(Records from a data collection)
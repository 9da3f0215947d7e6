//! The refined selector grammar.
//!
//! Parses a raw selector fragment into a sequence of selector parts. Parts
//! are broadcast as they are parsed (child-first), before the refining
//! selector attaches them.

use crate::ast::{CombinatorKind, NodeData, LEGACY_PSEUDO_ELEMENTS};
use crate::broadcast::Broadcaster;
use crate::error::{ErrorKind, ParseError};
use crate::source::Source;
use crate::tree::{NodeId, SyntaxTree};

/// Parses selector parts until the fragment is exhausted, broadcasting each
/// one. Returns the comment bodies left dangling at the tail (orphans).
pub(crate) fn parse_selector_parts(
    src: &mut Source,
    tree: &mut SyntaxTree,
    bus: &mut dyn Broadcaster,
) -> Result<Vec<String>, ParseError> {
    let mut comments: Vec<String> = Vec::new();
    let mut parsed_any = false;

    loop {
        if src.eof() {
            break;
        }

        let current = src.current().unwrap();

        if current.is_whitespace() {
            // Possible descendant combinator; whitespace is never skipped
            // blindly because it is significant between parts.
            let line = src.line();
            let column = src.column();
            src.collect_comments(&mut comments);
            if src.eof() {
                break;
            }

            let combinator = match src.current() {
                Some('>') | Some('+') | Some('~') => None,
                _ if parsed_any => Some(tree.alloc_at(
                    line,
                    column,
                    NodeData::Combinator(CombinatorKind::Descendant),
                )),
                _ => None,
            };
            if let Some(combinator) = combinator {
                bus.broadcast(tree, combinator);
            }
            continue;
        }

        if current == '/' && src.peek_at(1) == Some('*') {
            src.collect_comments(&mut comments);
            continue;
        }

        if matches!(current, '>' | '+' | '~') {
            let line = src.line();
            let column = src.column();
            let kind = match current {
                '>' => CombinatorKind::Child,
                '+' => CombinatorKind::AdjacentSibling,
                _ => CombinatorKind::GeneralSibling,
            };
            src.next();
            src.collect_comments(&mut comments);
            if src.eof() {
                return Err(ParseError::new(ErrorKind::UnparsableSelector, line, column));
            }
            let combinator = tree.alloc_at(line, column, NodeData::Combinator(kind));
            bus.broadcast(tree, combinator);
            continue;
        }

        let part = parse_part(src, tree)?;
        tree.add_comments(part, std::mem::take(&mut comments));
        bus.broadcast(tree, part);
        parsed_any = true;
    }

    Ok(comments)
}

/// Parses one simple selector part at the cursor.
fn parse_part(src: &mut Source, tree: &mut SyntaxTree) -> Result<NodeId, ParseError> {
    let line = src.line();
    let column = src.column();

    let data = match src.current() {
        Some('*') => {
            src.next();
            NodeData::UniversalSelector
        }
        Some('.') => {
            src.next();
            match src.read_ident() {
                Some(name) => NodeData::ClassSelector { name },
                None => return Err(ParseError::new(ErrorKind::UnparsableSelector, line, column)),
            }
        }
        Some('#') => {
            src.next();
            match src.read_ident() {
                Some(name) => NodeData::IdSelector { name },
                None => return Err(ParseError::new(ErrorKind::UnparsableSelector, line, column)),
            }
        }
        Some('[') => {
            src.next();
            let mut content = String::new();
            loop {
                match src.current() {
                    None => {
                        return Err(ParseError::new(ErrorKind::UnparsableSelector, line, column))
                    }
                    Some(']') => {
                        src.next();
                        break;
                    }
                    Some('"') | Some('\'') => {
                        let (quote, inner) = src.read_string()?.expect("quote checked");
                        content.push(quote);
                        content.push_str(&inner);
                        content.push(quote);
                    }
                    Some(c) => {
                        content.push(c);
                        src.next();
                    }
                }
            }
            NodeData::AttributeSelector { content }
        }
        Some(':') => return parse_pseudo(src, tree),
        Some(c) if c.is_ascii_alphabetic() || matches!(c, '_' | '-' | '\\') => {
            match src.read_ident() {
                Some(name) => NodeData::TypeSelector { name },
                None => return Err(ParseError::new(ErrorKind::UnparsableSelector, line, column)),
            }
        }
        _ => return Err(ParseError::new(ErrorKind::UnparsableSelector, line, column)),
    };

    Ok(tree.alloc_at(line, column, data))
}

/// Parses a pseudo class or pseudo element selector at the cursor.
///
/// One colon is a pseudo class, two colons a pseudo element, except for the
/// legacy elements (`:first-line`, `:first-letter`, `:before`, `:after`)
/// which parse as pseudo elements despite single-colon syntax. A trailing
/// `(...)` argument is captured verbatim with balanced parentheses.
pub(crate) fn parse_pseudo(
    src: &mut Source,
    tree: &mut SyntaxTree,
) -> Result<NodeId, ParseError> {
    let line = src.line();
    let column = src.column();

    src.expect(':', ErrorKind::MissingPseudoName)?;
    let mut element = src.optionally(':');

    let name = match src.read_ident() {
        Some(name) => name,
        None => return Err(ParseError::new(ErrorKind::MissingPseudoName, line, column)),
    };

    if LEGACY_PSEUDO_ELEMENTS.contains(&name.as_str()) {
        element = true;
    }

    if element {
        return Ok(tree.alloc_at(line, column, NodeData::PseudoElementSelector { name }));
    }

    let args = if src.current() == Some('(') {
        let open = ParseError::new(ErrorKind::UnclosedParen, src.line(), src.column());
        src.next();
        let mut depth = 1u32;
        let mut content = String::new();
        loop {
            match src.current() {
                None => return Err(open),
                Some('"') | Some('\'') => {
                    let (quote, inner) = src.read_string()?.expect("quote checked");
                    content.push(quote);
                    content.push_str(&inner);
                    content.push(quote);
                }
                Some('(') => {
                    depth += 1;
                    content.push('(');
                    src.next();
                }
                Some(')') => {
                    depth -= 1;
                    src.next();
                    if depth == 0 {
                        break;
                    }
                    content.push(')');
                }
                Some(c) => {
                    content.push(c);
                    src.next();
                }
            }
        }
        Some(content.trim().to_string())
    } else {
        None
    };

    Ok(tree.alloc_at(line, column, NodeData::PseudoClassSelector { name, args }))
}

#[cfg(test)]
mod tests {
    use super::*;
    use crate::ast::UnitKind;
    use crate::broadcast::QueryableBroadcaster;

    fn parse(fragment: &str) -> (SyntaxTree, Vec<(UnitKind, NodeId)>) {
        let mut tree = SyntaxTree::new();
        let mut bus = QueryableBroadcaster::new();
        let mut src = Source::new(fragment);
        parse_selector_parts(&mut src, &mut tree, &mut bus).unwrap();
        assert!(src.eof(), "fragment not fully consumed: {fragment}");
        let parts = bus.all().map(|id| (tree.kind(id), id)).collect();
        (tree, parts)
    }

    fn kinds(fragment: &str) -> Vec<UnitKind> {
        parse(fragment).1.into_iter().map(|(kind, _)| kind).collect()
    }

    #[test]
    fn parses_simple_parts() {
        assert_eq!(kinds("p"), vec![UnitKind::TypeSelector]);
        assert_eq!(kinds("*"), vec![UnitKind::UniversalSelector]);
        assert_eq!(kinds(".class"), vec![UnitKind::ClassSelector]);
        assert_eq!(kinds("#id"), vec![UnitKind::IdSelector]);
        assert_eq!(kinds("[href]"), vec![UnitKind::AttributeSelector]);
    }

    #[test]
    fn parses_compound_and_complex_selectors() {
        assert_eq!(
            kinds(".class1 .class2"),
            vec![UnitKind::ClassSelector, UnitKind::Combinator, UnitKind::ClassSelector]
        );
        assert_eq!(
            kinds("p > .class"),
            vec![UnitKind::TypeSelector, UnitKind::Combinator, UnitKind::ClassSelector]
        );
        assert_eq!(
            kinds("p+p"),
            vec![UnitKind::TypeSelector, UnitKind::Combinator, UnitKind::TypeSelector]
        );
        assert_eq!(
            kinds("p#id.class"),
            vec![UnitKind::TypeSelector, UnitKind::IdSelector, UnitKind::ClassSelector]
        );
    }

    #[test]
    fn explicit_combinators_absorb_surrounding_whitespace() {
        let sequences = ["p > q", "p >q", "p> q", "p>q"];
        for source in sequences {
            assert_eq!(
                kinds(source),
                vec![UnitKind::TypeSelector, UnitKind::Combinator, UnitKind::TypeSelector],
                "{source}"
            );
        }
    }

    #[test]
    fn pseudo_class_and_element_by_colon_count() {
        let (tree, parts) = parse(":hover");
        assert_eq!(parts[0].0, UnitKind::PseudoClassSelector);
        match tree.data(parts[0].1) {
            NodeData::PseudoClassSelector { name, args } => {
                assert_eq!(name, "hover");
                assert!(args.is_none());
            }
            _ => unreachable!(),
        }

        let (_, parts) = parse("::selection");
        assert_eq!(parts[0].0, UnitKind::PseudoElementSelector);
    }

    #[test]
    fn legacy_pseudo_elements_coerce_from_single_colon() {
        for source in [":first-line", ":first-letter", ":before", ":after"] {
            let (tree, parts) = parse(source);
            assert_eq!(parts[0].0, UnitKind::PseudoElementSelector, "{source}");
            match tree.data(parts[0].1) {
                NodeData::PseudoElementSelector { name } => {
                    assert_eq!(format!(":{name}"), source);
                }
                _ => unreachable!(),
            }
        }
    }

    #[test]
    fn pseudo_args_are_verbatim_and_trimmed() {
        let cases = [
            (":nth-child(2n+1)", "nth-child", "2n+1"),
            (":nth-child( +3n - 2 )", "nth-child", "+3n - 2"),
            (":not([DISABLED])", "not", "[DISABLED]"),
            (":not(   .classname123)", "not", ".classname123"),
        ];
        for (source, expected_name, expected_args) in cases {
            let (tree, parts) = parse(source);
            match tree.data(parts[0].1) {
                NodeData::PseudoClassSelector { name, args } => {
                    assert_eq!(name, expected_name, "{source}");
                    assert_eq!(args.as_deref(), Some(expected_args), "{source}");
                }
                _ => panic!("expected pseudo class for {source}"),
            }
        }
    }

    #[test]
    fn pseudo_parser_stops_after_the_closing_paren() {
        let mut tree = SyntaxTree::new();
        let mut src = Source::new(":nth-child(2n+1)");
        parse_pseudo(&mut src, &mut tree).unwrap();
        assert_eq!(src.index(), 16);

        for source in [":nth-child(2n+1)   ", ":nth-child(2n+1)\n", ":nth-child(2n+1)>"] {
            let mut src = Source::new(source);
            parse_pseudo(&mut src, &mut tree).unwrap();
            assert_eq!(src.index(), 16, "{source}");
        }

        let mut src = Source::new(":not([DISABLED]))");
        parse_pseudo(&mut src, &mut tree).unwrap();
        assert_eq!(src.index(), 16);
    }

    #[test]
    fn lone_colon_reports_missing_pseudo_name_at_the_colon() {
        let mut tree = SyntaxTree::new();
        let mut src = Source::new(":");
        let err = parse_pseudo(&mut src, &mut tree).unwrap_err();
        assert_eq!(err.kind, ErrorKind::MissingPseudoName);
        assert_eq!((err.line, err.column), (1, 1));
    }

    #[test]
    fn unclosed_args_report_unclosed_paren() {
        let mut tree = SyntaxTree::new();
        let mut src = Source::new(":nth-child(2n+1");
        let err = parse_pseudo(&mut src, &mut tree).unwrap_err();
        assert_eq!(err.kind, ErrorKind::UnclosedParen);
    }

    #[test]
    fn comments_attach_to_the_following_part() {
        let mut tree = SyntaxTree::new();
        let mut bus = QueryableBroadcaster::new();
        let mut src = Source::new("/*comment*/.class");
        parse_selector_parts(&mut src, &mut tree, &mut bus).unwrap();
        let part = bus.find_only(UnitKind::ClassSelector).unwrap();
        assert_eq!(tree.comments(part), &["comment".to_string()]);
    }

    #[test]
    fn tail_comments_are_returned_as_orphans() {
        let mut tree = SyntaxTree::new();
        let mut bus = QueryableBroadcaster::new();
        let mut src = Source::new(".class /*tail*/");
        let orphans = parse_selector_parts(&mut src, &mut tree, &mut bus).unwrap();
        assert_eq!(orphans, vec!["tail".to_string()]);
        // No dangling descendant combinator for the trailing whitespace.
        assert_eq!(bus.count(), 1);
    }

    #[test]
    fn garbage_is_unparsable() {
        let mut tree = SyntaxTree::new();
        let mut bus = QueryableBroadcaster::new();
        let mut src = Source::new(".a $$");
        let err = parse_selector_parts(&mut src, &mut tree, &mut bus).unwrap_err();
        assert_eq!(err.kind, ErrorKind::UnparsableSelector);
    }
}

TASK ITEM » For the word "IdSelector", state how many lines of the entries contain it, with nothing else.

TASK OUTPUT » 3